This content has been marked as final. Show 15 replies
Is this on windows xp or vista?
We currently have the same issue. When we originally deployed SafeBoot (Build 5140) the SafeBoot password would be synchronized to the new Windows password during a manual password change in Windows. This stopped working for some unknown reason and now SB and Windows passwords only synchronize on Windows logon. I haven't had the opportunity to research this issue yet but if I find anything I'll be sure and post.
On machine properties, make sure that these options are checked...
- SafeBoot logon component always active
- Set SafeBoot password to Windows password
- Must match Windows user name
This should make your SB password update whenever they change their Windows password from a SB installed workstation (using normal password change).
This may not however update their SSOPassword until the user logs in the next time, where SB will "learn" what their Windows credentials are (ID, Password, Domain).
Don't kill me if the information is not perfectly accurate. We just recently converted from 4.x to 5.x, so my 5.x knowledge may be incomplete.
ah... password sync.. to make the issue worst... some of our users have multiple account... when they change password, they will log off windows and log back in to change others... in result... SafeBoot will not pickup the password where the user ID is different from Windows....
PS: due to some reasons, I am not "allow" to use "Require SafeBoot Logon" or "Require SafeBoot re-Login" options...
So, to "fully" solve your problem, you need to enable pretty much every option in Windows Option under Machine Properties... grin
I have tried having all of the Windows Options on.
Same result really.
But from what you guys are telling me, seems that the SSO password is only ever updated when it sees the Windows login box.
So inevitably, if a user changes the password in Windows, and then re-boots - the SafeBoot login screen will require the old password (as SB has not seen the Windows login box just yet).

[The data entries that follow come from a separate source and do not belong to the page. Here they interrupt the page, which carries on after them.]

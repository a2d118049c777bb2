use super::item::SearchItem;

/// Score a candidate title against a typed query using subsequence
/// matching. Returns `None` when the query is not a subsequence of the
/// title, otherwise `(score, matched_indices)` where the indices point at
/// the title characters that matched (used for highlighting).
///
/// Matching is case-insensitive. Scoring rewards word starts, contiguous
/// runs and early positions, and penalizes gaps.
pub fn fuzzy_score(query: &str, title: &str) -> Option<(i32, Vec<usize>)> {
    if query.is_empty() {
        return Some((0, vec![]));
    }

    let query_lower: Vec<char> = query.chars().map(lower_char).collect();
    let title_chars: Vec<char> = title.chars().collect();
    let title_lower: Vec<char> = title.chars().map(lower_char).collect();

    let mut matched_indices = Vec::with_capacity(query_lower.len());
    let mut search_from = 0;

    for &qc in &query_lower {
        match title_lower[search_from..].iter().position(|&tc| tc == qc) {
            Some(pos) => {
                let idx = search_from + pos;
                matched_indices.push(idx);
                search_from = idx + 1;
            }
            None => return None,
        }
    }

    let mut score: i32 = 0;
    let half = title_chars.len() / 2;

    for (mi, &idx) in matched_indices.iter().enumerate() {
        // Word boundary bonus: start of string or after a separator
        let is_word_start = idx == 0
            || matches!(
                title_chars.get(idx.wrapping_sub(1)),
                Some(' ' | '-' | '(' | ':')
            );
        if is_word_start {
            score += 10;
        }

        // Consecutive bonus
        if mi > 0 && idx == matched_indices[mi - 1] + 1 {
            score += 5;
        }

        // First-half bonus
        if idx < half {
            score += 3;
        }

        // Gap penalty
        if mi > 0 {
            let gap = idx.saturating_sub(matched_indices[mi - 1] + 1);
            score -= gap as i32;
        }
    }

    Some((score, matched_indices))
}

/// Lowercase one char to one char, keeping match indices aligned with
/// the displayed title ('İ' lowercases to two chars).
fn lower_char(c: char) -> char {
    c.to_lowercase().next().unwrap_or(c)
}

/// Keep the candidates whose title the query fuzzy-matches, ordered by
/// score descending then title ascending. An empty query keeps everything,
/// which with all-zero scores yields a title-ascending list.
pub fn rank_items(query: &str, items: Vec<SearchItem>) -> Vec<SearchItem> {
    let mut scored: Vec<(i32, SearchItem)> = items
        .into_iter()
        .filter_map(|item| fuzzy_score(query, &item.title).map(|(score, _)| (score, item)))
        .collect();
    scored.sort_by(|a, b| b.0.cmp(&a.0).then_with(|| a.1.title.cmp(&b.1.title)));
    scored.into_iter().map(|(_, item)| item).collect()
}
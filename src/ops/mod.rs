pub mod dispatch;
pub mod host;
pub mod notebook_ops;

pub use dispatch::*;
pub use host::*;
pub use notebook_ops::*;
use crate::model::ContextKind;

use super::code::Code;

/// What selecting a candidate does. One variant per dispatchable command;
/// the payload carries either a proposed title/kind (create commands, with
/// `None` meaning "prompt the user") or the index of the target entity
/// (select/done commands, relative to the current selection).
#[derive(Debug, Clone, PartialEq, Eq)]
pub enum Command {
    NewSection { title: Option<String> },
    SelectSection { section: usize },
    NewPage { title: Option<String> },
    SelectPage { page: usize },
    RemoveDonePage,
    NewContext { kind: Option<ContextKind>, title: Option<String> },
    SelectContext { context: usize },
    RemoveDoneContext,
    SortContext,
    NewTodo { title: Option<String> },
    NewListItem { title: Option<String> },
    MarkDone { item: usize },
    Export,
    Import,
    Help,
}

impl Command {
    /// Stable dotted name for the command, used in `jt find` output and
    /// tests
    pub fn tag(&self) -> &'static str {
        match self {
            Command::NewSection { .. } => "section.new",
            Command::SelectSection { .. } => "section.select",
            Command::NewPage { .. } => "page.new",
            Command::SelectPage { .. } => "page.select",
            Command::RemoveDonePage => "page.remove-done",
            Command::NewContext { .. } => "context.new",
            Command::SelectContext { .. } => "context.select",
            Command::RemoveDoneContext => "context.remove-done",
            Command::SortContext => "context.sort",
            Command::NewTodo { .. } => "todo.new",
            Command::NewListItem { .. } => "list-item.new",
            Command::MarkDone { .. } => "todo.done",
            Command::Export => "clipboard.export",
            Command::Import => "clipboard.import",
            Command::Help => "help",
        }
    }
}

/// One actionable candidate produced for the search box
#[derive(Debug, Clone, PartialEq, Eq)]
pub struct SearchItem {
    /// Display title, e.g. `Select section: Skyrim`
    pub title: String,
    /// The code this candidate answers to (bare-code filtering)
    pub code: Code,
    pub command: Command,
    /// True when the input resolved this candidate unambiguously (code
    /// match); exact candidates are never mixed with ranked ones
    pub exact: bool,
}

impl SearchItem {
    pub fn exact(title: impl Into<String>, code: Code, command: Command) -> SearchItem {
        SearchItem {
            title: title.into(),
            code,
            command,
            exact: true,
        }
    }

    pub fn ranked(title: impl Into<String>, code: Code, command: Command) -> SearchItem {
        SearchItem {
            title: title.into(),
            code,
            command,
            exact: false,
        }
    }

    /// The same candidate with `exact` set
    pub fn into_exact(mut self) -> SearchItem {
        self.exact = true;
        self
    }
}
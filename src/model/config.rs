use std::collections::HashMap;

use serde::{Deserialize, Serialize};

/// Configuration from jotter.toml
#[derive(Debug, Clone, Default, Serialize, Deserialize)]
pub struct JotterConfig {
    #[serde(default)]
    pub ui: UiConfig,
    #[serde(default)]
    pub import: ImportConfig,
}

#[derive(Debug, Clone, Serialize, Deserialize, Default)]
pub struct UiConfig {
    /// Color overrides by theme slot name, as hex strings
    #[serde(default)]
    pub colors: HashMap<String, String>,
}

#[derive(Debug, Clone, Serialize, Deserialize)]
pub struct ImportConfig {
    /// Ask before merging pasted data into the notebook
    #[serde(default = "default_true")]
    pub confirm: bool,
}

impl Default for ImportConfig {
    fn default() -> Self {
        ImportConfig { confirm: true }
    }
}

fn default_true() -> bool {
    true
}
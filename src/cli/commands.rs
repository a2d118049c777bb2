use std::path::PathBuf;

use clap::{Args, Parser, Subcommand};

#[derive(Parser)]
#[command(name = "jt", about = concat!("[>] jotter v", env!("CARGO_PKG_VERSION"), " - notes behind a search box"), version)]
pub struct Cli {
    #[command(subcommand)]
    pub command: Option<Commands>,

    /// Run against a different notebook directory
    #[arg(short = 'C', long = "dir", global = true, value_name = "DIR")]
    pub dir: Option<PathBuf>,
}

#[derive(Subcommand)]
pub enum Commands {
    /// Create an empty notebook in the current directory
    Init(InitArgs),
    /// Print the notebook as transport JSON
    Export,
    /// Merge transport JSON from a file or stdin into the notebook
    Import(ImportArgs),
    /// Resolve a search-box input and print the candidates
    Find(FindArgs),
    /// Print the notebook outline
    Tree,
    /// Print the code table
    Codes,
}

// ---------------------------------------------------------------------------
// Command args
// ---------------------------------------------------------------------------

#[derive(Args)]
pub struct InitArgs {
    /// Reinitialize even if jotter.json already exists
    #[arg(long)]
    pub force: bool,
    /// Also write a starter jotter.toml
    #[arg(long)]
    pub config: bool,
}

#[derive(Args)]
pub struct ImportArgs {
    /// File holding the exported JSON (default: stdin)
    pub file: Option<PathBuf>,
    /// Skip the confirmation prompt
    #[arg(long, short)]
    pub yes: bool,
}

#[derive(Args)]
pub struct FindArgs {
    /// Search box contents
    pub input: String,
    /// Resolve at this selection path instead of the saved one,
    /// e.g. "Games" or "Games/Skyrim/Quests"
    #[arg(long, value_name = "PATH")]
    pub at: Option<String>,
}
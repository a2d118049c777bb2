use std::path::Path;
use std::sync::mpsc;

use notify::{Config, Event, EventKind, RecommendedWatcher, RecursiveMode, Watcher};

use super::store::NOTEBOOK_FILE;

/// Events sent from the file watcher to the TUI event loop
#[derive(Debug)]
pub enum FileEvent {
    /// jotter.json changed on disk
    Changed,
}

/// Watches the notebook's directory for external edits to jotter.json.
///
/// Saves land as a rename, so creates and removes matter as much as
/// plain modifications.
pub struct NotebookWatcher {
    _watcher: RecommendedWatcher,
    rx: mpsc::Receiver<FileEvent>,
}

impl NotebookWatcher {
    /// Start watching the directory containing the notebook file.
    /// `poll()` should be called once per tick.
    pub fn start(dir: &Path) -> Result<Self, notify::Error> {
        let (tx, rx) = mpsc::channel();

        let mut watcher = RecommendedWatcher::new(
            move |result: Result<Event, notify::Error>| {
                let event = match result {
                    Ok(e) => e,
                    Err(_) => return,
                };
                match event.kind {
                    EventKind::Create(_) | EventKind::Modify(_) | EventKind::Remove(_) => {}
                    _ => return,
                }
                let relevant = event
                    .paths
                    .iter()
                    .any(|p| p.file_name().and_then(|n| n.to_str()) == Some(NOTEBOOK_FILE));
                if relevant {
                    let _ = tx.send(FileEvent::Changed);
                }
            },
            Config::default(),
        )?;

        watcher.watch(dir, RecursiveMode::NonRecursive)?;
        Ok(NotebookWatcher {
            _watcher: watcher,
            rx,
        })
    }

    /// Non-blocking check for a pending change. Queued duplicates
    /// collapse into one.
    pub fn changed(&self) -> bool {
        let mut changed = false;
        while let Ok(FileEvent::Changed) = self.rx.try_recv() {
            changed = true;
        }
        changed
    }
}
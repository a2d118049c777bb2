use crate::io::merge::merge_snapshots;
use crate::io::snapshot;
use crate::model::{ContextKind, Session};
use crate::resolve::{Command, SearchItem, help_text};

use super::host::Host;
use super::notebook_ops::{self, OpError};

/// Execute the command behind a chosen candidate. Returns true when the
/// notebook or the selection changed, so the caller knows to persist.
///
/// Nothing here is fatal: validation conflicts and bad payloads alert
/// through the host and leave the session untouched.
pub fn apply(session: &mut Session, item: &SearchItem, host: &mut dyn Host) -> bool {
    match &item.command {
        Command::NewSection { title } => {
            let Some(title) = obtain(host, title, "New section title") else {
                return false;
            };
            report(host, notebook_ops::new_section(session, &title))
        }
        Command::SelectSection { section } => session.select_section(*section),
        Command::NewPage { title } => {
            let Some(title) = obtain(host, title, "New page title") else {
                return false;
            };
            report(host, notebook_ops::new_page(session, &title))
        }
        Command::SelectPage { page } => session.select_page(*page),
        Command::RemoveDonePage => report_count(host, notebook_ops::remove_done_page(session)),
        Command::NewContext { kind, title } => {
            let Some(kind) = obtain_kind(host, *kind) else {
                return false;
            };
            let Some(title) = obtain(host, title, "New context title") else {
                return false;
            };
            report(host, notebook_ops::new_context(session, &title, kind))
        }
        Command::SelectContext { context } => session.select_context(*context),
        Command::RemoveDoneContext => {
            report_count(host, notebook_ops::remove_done_context(session))
        }
        Command::SortContext => report_count(host, notebook_ops::sort_context(session)),
        Command::NewTodo { title } => {
            let Some(title) = obtain(host, title, "New todo") else {
                return false;
            };
            report(host, notebook_ops::add_todo(session, &title))
        }
        Command::NewListItem { title } => {
            let Some(title) = obtain(host, title, "New list item") else {
                return false;
            };
            report(host, notebook_ops::add_list_item(session, &title))
        }
        Command::MarkDone { item } => report(host, notebook_ops::mark_done(session, *item)),
        Command::Export => {
            match snapshot::encode(&snapshot::capture(session)) {
                Ok(text) => {
                    host.write_text(&text);
                    host.alert("notebook copied to clipboard");
                }
                Err(e) => host.alert(&e.to_string()),
            }
            false
        }
        Command::Import => {
            let Some(text) = host.read_text() else {
                return false;
            };
            let pasted = match snapshot::decode(&text) {
                Ok(pasted) => pasted,
                Err(e) => {
                    host.alert(&e.to_string());
                    return false;
                }
            };
            let merged = merge_snapshots(snapshot::capture(session), pasted);
            snapshot::restore(session, merged);
            host.alert("notebook imported from clipboard");
            true
        }
        Command::Help => {
            host.alert(&help_text());
            false
        }
    }
}

/// Take the inline payload or prompt for one. A cancelled prompt or a
/// blank answer aborts the command.
fn obtain(host: &mut dyn Host, inline: &Option<String>, prompt: &str) -> Option<String> {
    let text = match inline {
        Some(text) => text.clone(),
        None => host.ask(prompt, "")?,
    };
    let text = text.trim();
    (!text.is_empty()).then(|| text.to_string())
}

fn obtain_kind(host: &mut dyn Host, inline: Option<ContextKind>) -> Option<ContextKind> {
    if let Some(kind) = inline {
        return Some(kind);
    }
    let answer = host.ask("Context type (todo, ol or ul)", "todo")?;
    let answer = answer.trim();
    if answer.is_empty() {
        return None;
    }
    match ContextKind::from_token(answer) {
        Some(kind) => Some(kind),
        None => {
            host.alert(&OpError::UnknownKind(answer.to_string()).to_string());
            None
        }
    }
}

fn report(host: &mut dyn Host, outcome: Result<(), OpError>) -> bool {
    match outcome {
        Ok(()) => true,
        Err(e) => {
            host.alert(&e.to_string());
            false
        }
    }
}

/// Like `report`, but "nothing affected" does not count as a change
fn report_count(host: &mut dyn Host, outcome: Result<usize, OpError>) -> bool {
    match outcome {
        Ok(n) => n > 0,
        Err(e) => {
            host.alert(&e.to_string());
            false
        }
    }
}
use serde::{Deserialize, Serialize};

use super::context::Context;

/// A titled collection of contexts within a section
#[derive(Debug, Clone, PartialEq, Eq, Serialize, Deserialize)]
pub struct Page {
    pub title: String,
    #[serde(default)]
    pub contexts: Vec<Context>,
}

impl Page {
    pub fn new(title: impl Into<String>) -> Page {
        Page {
            title: title.into(),
            contexts: Vec::new(),
        }
    }

    /// Find a context index by title, case-insensitively
    pub fn find_context(&self, title: &str) -> Option<usize> {
        let needle = title.to_lowercase();
        self.contexts
            .iter()
            .position(|c| c.title.to_lowercase() == needle)
    }
}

Hmm might have to check out B5400..see whats new.
To verify if a users windows password has been captured after a windows password change, do a sync and look for
10/20/2008 3:37:50 PM Updating database SSO info with local changes for user (ID=00000114)
If you do not see that message, safeboot did NOT capture the password during the password change.
If that is the case, lock the workstation via ctrl alt del and unlock it, providing the new windows password.
Sync again and this time you SHOULD see the message from above. If you still don't see it, you are probably going to have to do a reboot and go through the windows login screen to get the password recaptured.
Note: On Vista, I have not had safeboot be able to capture the windows login from the login screen. It has only worked on a lock / unlock of the workstation.
Note: If you change the password on the domain through AD Users and Computers (ie NOT on the local workstation) or other method, you should also go into the safeboot admin console, right click on the user, select 'Set SSO Details' and select clear. This will force safeboot to forget the previously cached credentials which contains the old windows password.
for vista SSO, you also need to make sure you check the box "require safeboot logon" under the general/windows logon section.
SafeBoot should synch the password with the SbFS when you change your Windows password. This works in my environment both at a logon password change and at a CTRL+ALT+DEL password change. Are you using the MSGINA (Windows GINA) or are you using some other vendor such as Cisco or Netware?
Using standard Windows GINA here.
Anyway given up for now. We are forcing users to login twice.